Management of wasting in children and infants

  • Targeted management of moderate wasting among children 6–59 months through either targeted supplementary feeding using specially formulated and fortified foods and/or support through social protection and health counselling and education.
  • Therapeutic feeding among children 6–59 months with severe wasting using therapeutic foods.
  • Management of acute malnutrition in infants (MAMI).

Modalities

  • Interventions to manage wasting in infants and children are delivered as part of routine healthcare in most settings including through outpatient and inpatient services.
  • In humanitarian contexts these interventions are often supplemented and/or strengthened by humanitarian agency support including through approaches such as ‘CMAM surge’ and/or the addition of mobile health teams to reach hard to access populations.
  • WHO guidance (2023) defines the anthropometric measurements and clinical signs which categorise Severe Acute Malnutrition (SAM)/Moderate Acute Malnutrition (MAM) and outlines recommendations on use of nutritional products for each category 

    (see below).

Conditions and considerations

For children over the age of six months with wasting:

  • The decision of whether to refer a child with wasting to inpatient or outpatient care should be made by health workers with the training and expertise to recognise and act on the signs and symptoms of childhood illness and the complications associated with wasting.
  • WHO guidance emphasises that not all children over the age of six months with MAM will need a specially formulated food (SFF) and for those who need it, SFF should only be given to supplement the home diet.
  • WHO guidance also recommends evidence–informed risk factors which can be used to prioritise which children with MAM to give a SFF to supplement their home diet, based on risk factors which make them at higher risk of mortality and non–recovery than others.
  • As such, children with MAM and SAM should be cared for in the appropriate programme or service and given nutritional supplementation or nutritional treatment respectively, according to the specific recommendations for either MAM or SAM.
  • Children with medical problems needing mid or long– term follow–up care and with a significant association with nutritional status (for example, HIV, tuberculosis, congenital heart disease, cerebral palsy) and/or additional social factors (for example, household food insecurity, vulnerable household) should be referred to appropriate care/support services in parallel with receiving treatment and support for wasting.
  • Assessment, classification and management or referral of infants and children 6–59 months of age with wasting and/ or nutritional oedema can be carried out by community health workers as long as they receive adequate training and regular supervision of their work is built into service delivery.
  • Children with severe wasting and/or nutritional oedema who are discharged from treatment programmes should be periodically monitored to avoid a relapse.
  • Mothers/caregivers of infants and children treated for wasting and/or nutritional oedema should be provided with interventions after their children exit from nutritional treatment/supplementation. These could include counselling and education (on infant and young child feeding practices, recognition of common childhood illnesses and appropriate health–seeking behaviours); support to provide responsive care; and safe water, sanitation and hygiene interventions to improve overall child health and prevent relapse to wasting and/or nutritional oedema.
  • In infants and children with severe wasting and/or nutritional oedema, cash transfers in addition to routine care may be provided to decrease relapse and improve overall child health during outpatient care and after exit from treatment, depending on contextual factors such as cost.

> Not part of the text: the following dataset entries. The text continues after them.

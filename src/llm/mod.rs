// Chat-completions client for the answer-synthesis step. The endpoint is
// treated as a black box: one retry on transient failures, then the caller
// falls back to a templated response so the user always gets an answer.


use anyhow::{Context, Result};
use serde::{Deserialize, Serialize};
use std::time::Duration;
use tracing::{debug, warn};

use crate::config::LlmConfig;

/// Initial attempt plus one retry; LLM latency makes longer retry loops
/// worse than falling back to a template.
const DEFAULT_RETRY_ATTEMPTS: u32 = 2;

pub const SYSTEM_PROMPT: &str = "\
You are NeptuneAI, an oceanographic assistant with access to ARGO float data.

You receive a user question together with context assembled from a profile \
database and a semantic search over float measurements. Answer the question \
directly using that context, add relevant detail where it helps, and say \
plainly when the context does not cover the question. Keep answers under \
250 words unless a detailed explanation is requested, and use precise \
oceanographic terminology when the user does.";

#[derive(Debug, Clone)]
pub struct LlmClient {
    api_url: String,
    model: String,
    api_key: Option<String>,
    api_key_env: String,
    max_tokens: u32,
    temperature: f32,
    agent: ureq::Agent,
    retry_attempts: u32,
}

#[derive(Debug, Serialize)]
struct ChatRequest {
    model: String,
    messages: Vec<ChatMessage>,
    temperature: f32,
    max_tokens: u32,
}

#[derive(Debug, Serialize)]
struct ChatMessage {
    role: String,
    content: String,
}

#[derive(Debug, Deserialize)]
struct ChatResponse {
    choices: Vec<ChatChoice>,
}

#[derive(Debug, Deserialize)]
struct ChatChoice {
    message: ChatChoiceMessage,
}

#[derive(Debug, Deserialize)]
struct ChatChoiceMessage {
    content: String,
}

impl LlmClient {
    /// Build a client from configuration. A missing API key is not an error
    /// here: the client constructs, and `generate` fails at call time so
    /// the pipeline can degrade to its fallback template.
    #[inline]
    pub fn new(config: &LlmConfig) -> Self {
        let api_key = std::env::var(&config.api_key_env).ok();
        if api_key.is_none() {
            warn!(
                "No API key found in {}; language model calls will fall back to templates",
                config.api_key_env
            );
        }

        let agent: ureq::Agent = ureq::Agent::config_builder()
            .timeout_global(Some(Duration::from_secs(config.timeout_seconds)))
            .build()
            .into();

        Self {
            api_url: config.api_url.trim_end_matches('/').to_string(),
            model: config.model.clone(),
            api_key,
            api_key_env: config.api_key_env.clone(),
            max_tokens: config.max_tokens,
            temperature: config.temperature,
            agent,
            retry_attempts: DEFAULT_RETRY_ATTEMPTS,
        }
    }

    #[inline]
    pub fn with_retry_attempts(mut self, attempts: u32) -> Self {
        self.retry_attempts = attempts;
        self
    }

    #[inline]
    pub fn is_configured(&self) -> bool {
        self.api_key.is_some()
    }

    /// Ask the model for a completion of `user_prompt` under `system_prompt`.
    ///
    /// Transport errors and 5xx responses are retried once; everything else
    /// surfaces immediately. Callers are expected to catch the error and
    /// answer from a template instead.
    #[inline]
    pub fn generate(&self, system_prompt: &str, user_prompt: &str) -> Result<String> {
        let api_key = self.api_key.as_ref().ok_or_else(|| {
            anyhow::anyhow!("API key not set (expected in {})", self.api_key_env)
        })?;

        let request = ChatRequest {
            model: self.model.clone(),
            messages: vec![
                ChatMessage {
                    role: "system".to_string(),
                    content: system_prompt.to_string(),
                },
                ChatMessage {
                    role: "user".to_string(),
                    content: user_prompt.to_string(),
                },
            ],
            temperature: self.temperature,
            max_tokens: self.max_tokens,
        };

        let url = format!("{}/chat/completions", self.api_url);
        let request_json =
            serde_json::to_string(&request).context("Failed to serialize chat request")?;
        let authorization = format!("Bearer {}", api_key);

        let response_text = self
            .request_with_retry(|| {
                self.agent
                    .post(&url)
                    .header("Content-Type", "application/json")
                    .header("Authorization", &authorization)
                    .send(&request_json)
                    .and_then(|mut resp| resp.body_mut().read_to_string())
            })
            .context("Chat completion request failed")?;

        let chat_response: ChatResponse =
            serde_json::from_str(&response_text).context("Failed to parse chat response")?;

        chat_response
            .choices
            .into_iter()
            .next()
            .map(|choice| choice.message.content)
            .ok_or_else(|| anyhow::anyhow!("Chat response contained no choices"))
    }

    fn request_with_retry<F>(&self, mut request_fn: F) -> Result<String>
    where
        F: FnMut() -> Result<String, ureq::Error>,
    {
        let mut last_error = None;

        for attempt in 1..=self.retry_attempts {
            debug!("LLM request attempt {}/{}", attempt, self.retry_attempts);

            match request_fn() {
                Ok(response_text) => return Ok(response_text),
                Err(error) => {
                    let should_retry = match &error {
                        ureq::Error::StatusCode(status) => {
                            if *status >= 500 {
                                warn!(
                                    "LLM server error (status {}), attempt {}/{}",
                                    status, attempt, self.retry_attempts
                                );
                                true
                            } else {
                                return Err(anyhow::anyhow!("Client error: HTTP {}", status));
                            }
                        }
                        ureq::Error::ConnectionFailed
                        | ureq::Error::HostNotFound
                        | ureq::Error::Timeout(_)
                        | ureq::Error::Io(_) => {
                            warn!(
                                "LLM transport error: {}, attempt {}/{}",
                                error, attempt, self.retry_attempts
                            );
                            true
                        }
                        _ => return Err(anyhow::anyhow!("Non-retryable error: {}", error)),
                    };

                    if !should_retry {
                        return Err(anyhow::anyhow!("Non-retryable error: {}", error));
                    }

                    last_error = Some(anyhow::anyhow!("Request error: {}", error));
                }
            }
        }

        Err(last_error.unwrap_or_else(|| anyhow::anyhow!("Request failed after retries")))
    }
}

For infants < 6 months at risk/with wasting:

  • Infants under six months are unique. Their wellbeing is intrinsically linked to that of their mother/caregiver, being completely dependent on breastfeeding (or a breastmilk substitute ) to meet all their nutritional needs. Developmental changes from birth to six months are exponential compared to later in childhood. Younger infants are at greater risk of death than older children; with feeding practices closely linked to risk. In addition to this baseline risk, additional risk factors increase an infants’ vulnerabilities, for example being born prematurely or at low birthweight (<2500g).
  • The MAMI Care Pathway provides a guide for health workers to identify, assess, classify and manage at–risk infants under six months and their mothers. When a mother and u6m infant present to a contact point, the MAMI Care Pathway guides the assessment of: danger signs, Integrated Management of Childhood Illness (IMCI) clinical signs and symptoms, growth of infant, MAMI risk– factors, infant feeding practices and maternal wellbeing. These principals of care for the management of small and nutritionally at-risk infants under six-months and their mothers are now also integrated into new WHO guidance.